━━ Excerpted records

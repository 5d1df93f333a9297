use std::sync::Arc;

use axum::extract::State;
use axum::response::IntoResponse;
use axum::Json;
use serde_json::json;
use tracing::info;

use crate::error::{ServerError, ServerResult};
use crate::state::ServerState;

/// Reload the intent table from the intent store.
///
/// On failure the engine keeps serving from the previous snapshot and the
/// error is reported to the caller.
pub async fn reload_intents(
    State(state): State<Arc<ServerState>>,
) -> ServerResult<impl IntoResponse> {
    let engine = state.engine.clone();
    let count = tokio::task::spawn_blocking(move || engine.reload())
        .await
        .map_err(|e| ServerError::Internal(e.to_string()))??;

    info!(intents = count, "intent table reloaded via admin endpoint");
    Ok(Json(json!({
        "status": "reloaded",
        "intents": count,
    })))
}
//! Tanya Server - HTTP API for the library chat engine
//!
//! This crate provides the thin HTTP layer in front of the tanya answering
//! engine. It supports:
//!
//! - **Chat**: the `/get` endpoint the web widget polls with the user's
//!   message, answered as `{response, score, pattern}`.
//! - **Administration**: explicit intent-table reload.
//! - **Health**: liveness probe for deployment platforms.
//!
//! # Features
//!
//! - **Configuration**: environment variable and file-based configuration
//! - **Middleware**: CORS, request timeout, structured request tracing
//! - **Error Handling**: JSON error responses with error codes
//! - **Graceful Shutdown**: proper signal handling for production deployments
//!
//! # Quick Start
//!
//! ```rust,no_run
//! use server::ServerConfig;
//!
//! #[tokio::main]
//! async fn main() -> anyhow::Result<()> {
//!     let config = ServerConfig::load()?;
//!     server::start_server(config).await?;
//!     Ok(())
//! }
//! ```
//!
//! # API Endpoints
//!
//! - `GET /` - Service information
//! - `GET /health` - Liveness probe
//! - `GET /get?msg=...` - Answer one chat message
//! - `POST /api/v1/reload` - Reload the intent table

pub mod config;
pub mod error;
pub mod routes;
pub mod server;
pub mod state;

pub use config::ServerConfig;
pub use error::{ServerError, ServerResult};
pub use server::{build_router, start_server};
pub use state::ServerState;
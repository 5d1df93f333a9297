// Metrics hooks for the `tanya_match` crate.
//
// Callers install a global `EngineMetrics` implementation via
// [`set_engine_metrics`], then `ChatEngine` reports the outcome branch,
// final score, and wall-clock latency of every call to
// [`crate::Responder::respond`]. This keeps instrumentation decoupled from
// any specific metrics backend.
use std::sync::{Arc, RwLock};
use std::time::Duration;

use once_cell::sync::OnceCell;

use crate::types::ReplyOutcome;

/// Metrics observer for served replies.
pub trait EngineMetrics: Send + Sync {
    /// Record one served reply.
    ///
    /// `outcome` is the terminal arbitration branch, `score` is the final
    /// reply score, and `latency` is the wall-clock duration between the
    /// start and end of the respond call.
    fn record_reply(&self, outcome: &ReplyOutcome, score: f32, latency: Duration);
}

fn metrics_lock() -> &'static RwLock<Option<Arc<dyn EngineMetrics>>> {
    static METRICS: OnceCell<RwLock<Option<Arc<dyn EngineMetrics>>>> = OnceCell::new();
    METRICS.get_or_init(|| RwLock::new(None))
}

pub(crate) fn metrics_recorder() -> Option<Arc<dyn EngineMetrics>> {
    let guard = metrics_lock()
        .read()
        .unwrap_or_else(|poisoned| poisoned.into_inner());
    guard.clone()
}

/// Install or clear the global engine metrics recorder.
///
/// This is typically called once during service startup so all `ChatEngine`
/// instances share the same metrics backend.
pub fn set_engine_metrics(recorder: Option<Arc<dyn EngineMetrics>>) {
    let lock = metrics_lock();
    let mut guard = lock.write().expect("engine metrics lock poisoned");
    *guard = recorder;
}
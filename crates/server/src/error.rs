use axum::http::StatusCode;
use axum::response::{IntoResponse, Response};
use axum::Json;
use serde::{Deserialize, Serialize};

pub type ServerResult<T> = Result<T, ServerError>;

/// Server error types
#[derive(Debug, thiserror::Error)]
pub enum ServerError {
    #[error("Bad request: {0}")]
    BadRequest(String),

    #[error("Store error: {0}")]
    Store(#[from] tanya::StoreError),

    #[error("Match error: {0}")]
    Match(#[from] tanya::MatchError),

    #[error("Configuration error: {0}")]
    Config(String),

    #[error("Internal server error: {0}")]
    Internal(String),

    #[error("Not found")]
    NotFound,
}

/// API error response structure
#[derive(Debug, Serialize, Deserialize)]
pub struct ErrorResponse {
    pub error: ErrorDetail,
}

#[derive(Debug, Serialize, Deserialize)]
pub struct ErrorDetail {
    pub code: String,
    pub message: String,
}

impl ServerError {
    /// Get HTTP status code for this error
    fn status_code(&self) -> StatusCode {
        match self {
            ServerError::BadRequest(_) => StatusCode::BAD_REQUEST,
            ServerError::NotFound => StatusCode::NOT_FOUND,
            ServerError::Store(_) => StatusCode::SERVICE_UNAVAILABLE,
            ServerError::Match(_) | ServerError::Config(_) | ServerError::Internal(_) => {
                StatusCode::INTERNAL_SERVER_ERROR
            }
        }
    }

    /// Get error code string
    fn error_code(&self) -> &'static str {
        match self {
            ServerError::BadRequest(_) => "BAD_REQUEST",
            ServerError::NotFound => "NOT_FOUND",
            ServerError::Store(_) => "STORE_ERROR",
            ServerError::Match(_) => "MATCH_ERROR",
            ServerError::Config(_) => "CONFIG_ERROR",
            ServerError::Internal(_) => "INTERNAL_ERROR",
        }
    }
}

impl IntoResponse for ServerError {
    fn into_response(self) -> Response {
        let status = self.status_code();
        let body = ErrorResponse {
            error: ErrorDetail {
                code: self.error_code().to_string(),
                message: self.to_string(),
            },
        };
        (status, Json(body)).into_response()
    }
}
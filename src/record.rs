//! The record (form or card instance) a workflow runs against
use crate::error::HistoryError;
use crate::evolution::{AnonymiseMode, EvolutionLog, Part, redact_data};
use crate::fields::Schema;
use crate::types::{StatusId, TimeStamp};
use crate::utils;
use crate::value::DataMap;

#[derive(Debug, PartialEq, minicbor::Encode, minicbor::Decode, Clone)]
pub struct Record {
    #[n(0)]
    pub id: String, // uuid7, use bech32
    #[n(1)]
    pub formdef_id: String,
    #[n(2)]
    pub data: DataMap,
    #[n(3)]
    pub status: StatusId,
    #[n(4)]
    pub evolution: EvolutionLog,
    #[n(5)]
    pub workflow_data: DataMap, // webservice results, linked record ids
    #[n(6)]
    pub receipt_time: TimeStamp,
    #[n(7)]
    pub user_id: Option<String>,
    #[n(8)]
    pub anonymised: Option<TimeStamp>,
}

impl Record {
    /// Creates a record with a fresh id and its creation snapshot (`{}` to `data`).
    pub fn create(
        formdef_id: &str,
        status: StatusId,
        data: DataMap,
        user_id: Option<&str>,
        now: TimeStamp,
    ) -> anyhow::Result<Self> {
        let id = utils::new_uuid_to_bech32("record_")?;
        Ok(Self::create_with_id(id, formdef_id, status, data, user_id, now))
    }

    pub fn create_with_id(
        id: String,
        formdef_id: &str,
        status: StatusId,
        data: DataMap,
        user_id: Option<&str>,
        now: TimeStamp,
    ) -> Self {
        let mut evolution = EvolutionLog::new();
        let part = evolution.snapshot_part(&DataMap::new(), &data, user_id, None, now);
        evolution.append_to_current_entry(part, &status, user_id);
        Self {
            id,
            formdef_id: formdef_id.to_string(),
            data,
            status,
            evolution,
            workflow_data: DataMap::new(),
            receipt_time: now,
            user_id: user_id.map(str::to_string),
            anonymised: None,
        }
    }

    /// Records the change from `old_data` to the current data in the current entry.
    ///
    /// Returns false when nothing changed. The data is then put back to `old_data` so it never
    /// drifts from what history replays (a null written over a missing key, a relabelled item).
    pub fn snapshot(
        &mut self,
        old_data: &DataMap,
        schema: &Schema,
        user_id: Option<&str>,
        action_id: Option<&str>,
        now: TimeStamp,
    ) -> bool {
        match self
            .evolution
            .record_change(old_data, &self.data, schema, user_id, action_id, now)
        {
            Some(part) => {
                self.evolution
                    .append_to_current_entry(part, &self.status, user_id);
                true
            }
            None => {
                self.data = old_data.clone();
                false
            }
        }
    }

    /// Snapshot for an edit: a change gets its own entry. An unchanged edit adds nothing,
    /// unless the last entry only holds metadata parts, in which case an empty entry is opened.
    pub fn snapshot_edit(
        &mut self,
        old_data: &DataMap,
        schema: &Schema,
        user_id: Option<&str>,
        action_id: Option<&str>,
        now: TimeStamp,
    ) -> bool {
        match self
            .evolution
            .record_change(old_data, &self.data, schema, user_id, action_id, now)
        {
            Some(part) => {
                self.evolution.open_entry(&self.status, user_id, now);
                self.evolution
                    .append_to_current_entry(part, &self.status, user_id);
                true
            }
            None => {
                self.data = old_data.clone();
                let closed_by_metadata = self
                    .evolution
                    .last_entry()
                    .is_some_and(|entry| !entry.parts.is_empty() && !entry.has_snapshot());
                if closed_by_metadata {
                    self.evolution.open_entry(&self.status, user_id, now);
                }
                false
            }
        }
    }

    /// Adds a metadata part (comment, link, error) to the current entry.
    pub fn add_part(&mut self, part: Part, user_id: Option<&str>) {
        self.evolution
            .append_to_current_entry(part, &self.status, user_id);
    }

    /// Moves to `to`, leaving a jump marker in the outgoing entry and opening one for `to`.
    pub fn jump_to(
        &mut self,
        to: StatusId,
        action_id: Option<&str>,
        user_id: Option<&str>,
        now: TimeStamp,
    ) {
        let part = Part::Jump {
            from: self.status.clone(),
            to: to.clone(),
            datetime: self.evolution.next_timestamp(now),
            action_id: action_id.map(str::to_string),
        };
        self.add_part(part, user_id);
        self.status = to;
        self.evolution.open_entry(&self.status, user_id, now);
    }

    pub fn last_update_time(&self) -> TimeStamp {
        self.evolution.last_time().unwrap_or(self.receipt_time)
    }

    pub fn data_at(&self, at: &str) -> Result<DataMap, HistoryError> {
        self.evolution.reconstruct_at_str(at)
    }

    pub fn anonymise(&mut self, schema: &Schema, mode: AnonymiseMode, now: TimeStamp) {
        redact_data(&mut self.data, schema, mode);
        self.evolution.anonymise(schema, mode);
        if mode == AnonymiseMode::Final {
            // webservice responses and linked ids may carry personal data too
            self.workflow_data.clear();
            self.user_id = None;
            self.anonymised = Some(now);
        }
    }
}

#[cfg(test)]
mod tests {
    use super::*;
    use crate::value::Value;

    #[test]
    fn record_encoding() {
        let mut data = DataMap::new();
        data.insert("0".into(), Value::from("foo"));
        let original = Record::create("form", StatusId::from("new"), data, Some("user_1"), TimeStamp::new())
            .unwrap();

        let encoding = minicbor::to_vec(&original).unwrap();
        let decode: Record = minicbor::decode(&encoding).unwrap();

        assert_eq!(original, decode);
    }

    #[test]
    fn jump_opens_entry_for_target() {
        let at = TimeStamp::new_with(2024, 1, 1, 12, 0, 0).unwrap();
        let mut record = Record::create_with_id(
            "r".into(),
            "form",
            StatusId::from("new"),
            DataMap::new(),
            None,
            at,
        );
        record.jump_to(StatusId::from("done"), Some("_jump"), None, at);
        assert_eq!(record.status, StatusId::from("done"));
        assert_eq!(record.evolution.entries.len(), 2);
        assert!(matches!(
            record.evolution.entries[0].parts.last(),
            Some(Part::Jump { .. })
        ));
        assert!(record.last_update_time() > at);
    }
}
use super::{ActionContext, Signal};
use crate::error::{ActionError, TemplateError};
use crate::evolution::Part;
use crate::record::Record;
use crate::types::StatusId;

#[derive(minicbor::Encode, minicbor::Decode, Debug, Clone, PartialEq, Eq)]
pub enum JumpMode {
    #[n(0)]
    Immediate,
    /// Fires on timer evaluation once the record sat `seconds` (an expression) without update.
    #[n(1)]
    Timeout {
        #[n(0)]
        seconds: String,
    },
    /// Fires when an external callback names it.
    #[n(2)]
    Trigger {
        #[n(0)]
        name: String,
    },
}

#[derive(minicbor::Encode, minicbor::Decode, Debug, Clone, PartialEq, Eq)]
pub struct Jump {
    #[n(0)]
    pub target: StatusId,
    #[n(1)]
    pub mode: JumpMode,
}

impl Jump {
    pub fn new(target: &str) -> Self {
        Self {
            target: StatusId::from(target),
            mode: JumpMode::Immediate,
        }
    }

    pub fn set_mode(mut self, mode: JumpMode) -> Self {
        self.mode = mode;
        self
    }

    /// Immediate jumps fire right away; timeout and trigger jumps wait for their event.
    pub(super) fn perform(&self, ctx: &ActionContext<'_>) -> Result<Signal, ActionError> {
        if self.mode != JumpMode::Immediate {
            return Ok(Signal::Continue);
        }
        if ctx.workflow.status(&self.target).is_none() {
            return Err(ActionError::UnknownStatus(self.target.clone()));
        }
        Ok(Signal::Jump(self.target.clone()))
    }

    pub fn matches_trigger(&self, trigger: &str) -> bool {
        matches!(&self.mode, JumpMode::Trigger { name } if name == trigger)
    }

    /// Whether a timeout jump is due; a timeout that is not a positive number is an error.
    pub fn is_due(&self, record: &Record, ctx: &ActionContext<'_>) -> Result<bool, ActionError> {
        let JumpMode::Timeout { seconds } = &self.mode else {
            return Ok(false);
        };
        let value = ctx.evaluate(seconds, &ctx.scope(record))?;
        match value.as_f64() {
            Some(secs) if secs > 0.0 => {
                Ok(ctx.now().seconds_since(&record.last_update_time()) >= secs)
            }
            _ => Err(TemplateError::new(
                seconds.as_str(),
                format!("timeout {:?} is not a positive number of seconds", value.to_display()),
            )
            .into()),
        }
    }
}

/// A labelled button offered to humans while the record is in the status.
#[derive(minicbor::Encode, minicbor::Decode, Debug, Clone, PartialEq, Eq)]
pub struct Choice {
    #[n(0)]
    pub label: String,
    #[n(1)]
    pub target: StatusId,
    #[n(2)]
    pub roles: Vec<String>,
}

impl Choice {
    pub fn new(label: &str, target: &str) -> Self {
        Self {
            label: label.to_string(),
            target: StatusId::from(target),
            roles: vec![],
        }
    }

    /// Restricts the button to these users, or `_submitter`.
    pub fn set_roles(mut self, roles: Vec<String>) -> Self {
        self.roles = roles;
        self
    }
}

/// Lets humans edit the record; automatic progress stops here.
#[derive(minicbor::Encode, minicbor::Decode, Debug, Clone, PartialEq, Eq, Default)]
pub struct Editable {
    #[n(0)]
    pub label: String,
    #[n(1)]
    pub roles: Vec<String>,
}

impl Editable {
    pub fn new(label: &str) -> Self {
        Self {
            label: label.to_string(),
            roles: vec![],
        }
    }

    pub fn set_roles(mut self, roles: Vec<String>) -> Self {
        self.roles = roles;
        self
    }
}

#[derive(minicbor::Encode, minicbor::Decode, Debug, Clone, PartialEq, Eq)]
pub struct RegisterComment {
    #[n(0)]
    pub text: String,
}

impl RegisterComment {
    pub fn new(text: &str) -> Self {
        Self {
            text: text.to_string(),
        }
    }

    pub(super) fn perform(
        &self,
        record: &mut Record,
        ctx: &ActionContext<'_>,
    ) -> Result<Signal, ActionError> {
        let text = ctx.evaluate(&self.text, &ctx.scope(record))?.to_display();
        let part = Part::Comment {
            text,
            user_id: ctx.actor.map(str::to_string),
            datetime: record.evolution.next_timestamp(ctx.now()),
        };
        record.add_part(part, ctx.actor);
        Ok(Signal::Continue)
    }
}
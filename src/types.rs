//! Timestamps, status identifiers and clocks
use std::sync::Mutex;

use chrono::{DateTime, Duration, NaiveDate, NaiveDateTime, SecondsFormat, TimeZone, Utc};

use crate::error::HistoryError;

#[derive(Debug, PartialEq, Eq, PartialOrd, Ord, Clone, Copy, Hash)]
pub struct TimeStamp(DateTime<Utc>);

impl TimeStamp {
    pub fn new() -> Self {
        Self(Utc::now())
    }
    pub fn new_with(
        year: i32,
        month: u32,
        day: u32,
        hour: u32,
        min: u32,
        sec: u32,
    ) -> Option<Self> {
        Utc.with_ymd_and_hms(year, month, day, hour, min, sec)
            .single()
            .map(Self)
    }
    pub fn to_datetime_utc(&self) -> DateTime<Utc> {
        self.0
    }
    /// Smallest representable step after `self`, nanosecond resolution matches the CBOR encoding.
    pub fn successor(&self) -> Self {
        Self(self.0 + Duration::nanoseconds(1))
    }
    pub fn add_seconds(&self, secs: i64) -> Self {
        Self(self.0 + Duration::seconds(secs))
    }
    pub fn seconds_since(&self, earlier: &TimeStamp) -> f64 {
        (self.0 - earlier.0).num_milliseconds() as f64 / 1000.0
    }
    pub fn to_iso(&self) -> String {
        self.0.to_rfc3339_opts(SecondsFormat::AutoSi, true)
    }
    /// Accepts RFC 3339, naive `YYYY-MM-DDTHH:MM:SS[.f]` (read as UTC) and plain dates.
    pub fn parse_iso(value: &str) -> Result<Self, HistoryError> {
        let value = value.trim();
        if let Ok(dt) = DateTime::parse_from_rfc3339(value) {
            return Ok(Self(dt.with_timezone(&Utc)));
        }
        for format in ["%Y-%m-%dT%H:%M:%S%.f", "%Y-%m-%d %H:%M:%S%.f", "%Y-%m-%dT%H:%M"] {
            if let Ok(naive) = NaiveDateTime::parse_from_str(value, format) {
                return Ok(Self(naive.and_utc()));
            }
        }
        NaiveDate::parse_from_str(value, "%Y-%m-%d")
            .ok()
            .and_then(|date| date.and_hms_opt(0, 0, 0))
            .map(|naive| Self(naive.and_utc()))
            .ok_or_else(|| HistoryError::InvalidTimestampFormat(value.to_string()))
    }
}

impl Default for TimeStamp {
    fn default() -> Self {
        Self::new()
    }
}

impl From<DateTime<Utc>> for TimeStamp {
    fn from(value: DateTime<Utc>) -> Self {
        TimeStamp(value)
    }
}

impl std::fmt::Display for TimeStamp {
    fn fmt(&self, f: &mut std::fmt::Formatter<'_>) -> std::fmt::Result {
        write!(f, "{}", self.to_iso())
    }
}

impl<C> minicbor::Encode<C> for TimeStamp {
    fn encode<W: minicbor::encode::Write>(
        &self,
        e: &mut minicbor::Encoder<W>,
        _: &mut C,
    ) -> Result<(), minicbor::encode::Error<W::Error>> {
        if let Some(nsec) = self.0.timestamp_nanos_opt() {
            return e.i64(nsec)?.ok();
        }

        Err(minicbor::encode::Error::message(
            "failed to encode timestamp. timestamp_nanos_opt returned None",
        ))
    }
}

impl<'b, C> minicbor::Decode<'b, C> for TimeStamp {
    fn decode(d: &mut minicbor::Decoder<'b>, _: &mut C) -> Result<Self, minicbor::decode::Error> {
        let nsecs = d.i64()?;

        Ok(TimeStamp(DateTime::from_timestamp_nanos(nsecs)))
    }
}

/// Identifier of a status node, unique within its workflow.
#[derive(Debug, Clone, PartialEq, Eq, PartialOrd, Ord, Hash, minicbor::Encode, minicbor::Decode)]
#[cbor(transparent)]
pub struct StatusId(#[n(0)] pub String);

impl StatusId {
    pub fn new<S: Into<String>>(name: S) -> Self {
        StatusId(name.into())
    }
    pub fn as_str(&self) -> &str {
        &self.0
    }
}

impl From<&str> for StatusId {
    fn from(s: &str) -> Self {
        StatusId(s.to_string())
    }
}

impl From<String> for StatusId {
    fn from(s: String) -> Self {
        StatusId(s)
    }
}

impl std::fmt::Display for StatusId {
    fn fmt(&self, f: &mut std::fmt::Formatter<'_>) -> std::fmt::Result {
        write!(f, "{}", self.0)
    }
}

pub trait Clock: Send + Sync {
    fn now(&self) -> TimeStamp;
}

#[derive(Debug, Default, Clone, Copy)]
pub struct SystemClock;

impl Clock for SystemClock {
    fn now(&self) -> TimeStamp {
        TimeStamp::new()
    }
}

/// Manually driven clock, used for timeout jumps and history tests.
#[derive(Debug)]
pub struct FixedClock(Mutex<TimeStamp>);

impl FixedClock {
    pub fn new(at: TimeStamp) -> Self {
        Self(Mutex::new(at))
    }
    pub fn set(&self, at: TimeStamp) {
        *self.0.lock().unwrap_or_else(|e| e.into_inner()) = at;
    }
    pub fn advance_secs(&self, secs: i64) {
        let mut guard = self.0.lock().unwrap_or_else(|e| e.into_inner());
        *guard = guard.add_seconds(secs);
    }
}

impl Clock for FixedClock {
    fn now(&self) -> TimeStamp {
        *self.0.lock().unwrap_or_else(|e| e.into_inner())
    }
}

#[cfg(test)]
mod tests {
    use super::*;

    #[test]
    fn timestamp_encoding() {
        let original = TimeStamp::new();

        let encoding = minicbor::to_vec(original).unwrap();
        let decode: TimeStamp = minicbor::decode(&encoding).unwrap();

        assert_eq!(original, decode);
    }

    #[test]
    fn successor_is_strictly_greater() {
        let ts = TimeStamp::new_with(2024, 6, 15, 10, 30, 0).unwrap();
        assert!(ts.successor() > ts);
        assert_eq!(
            (ts.successor().to_datetime_utc() - ts.to_datetime_utc()).num_nanoseconds(),
            Some(1)
        );
    }

    #[test]
    fn parse_iso_formats() {
        let expected = TimeStamp::new_with(2024, 6, 15, 10, 30, 0).unwrap();
        assert_eq!(TimeStamp::parse_iso("2024-06-15T10:30:00Z").unwrap(), expected);
        assert_eq!(TimeStamp::parse_iso("2024-06-15T12:30:00+02:00").unwrap(), expected);
        assert_eq!(TimeStamp::parse_iso("2024-06-15T10:30:00").unwrap(), expected);
        assert_eq!(
            TimeStamp::parse_iso("2024-06-15").unwrap(),
            TimeStamp::new_with(2024, 6, 15, 0, 0, 0).unwrap()
        );
        assert_eq!(
            TimeStamp::parse_iso("yesterday"),
            Err(HistoryError::InvalidTimestampFormat("yesterday".into()))
        );
    }

    #[test]
    fn status_id_encoding() {
        let status = StatusId::from("new");
        let encoding = minicbor::to_vec(&status).unwrap();
        let decode: StatusId = minicbor::decode(&encoding).unwrap();
        assert_eq!(status, decode);
        assert_eq!(status.to_string(), "new");
    }
}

━━━━

__The problem__
Search the data for "tracing". Copy every matching line.

__Answer box__
use tracing::info;
//! - **Middleware**: CORS, request timeout, structured request tracing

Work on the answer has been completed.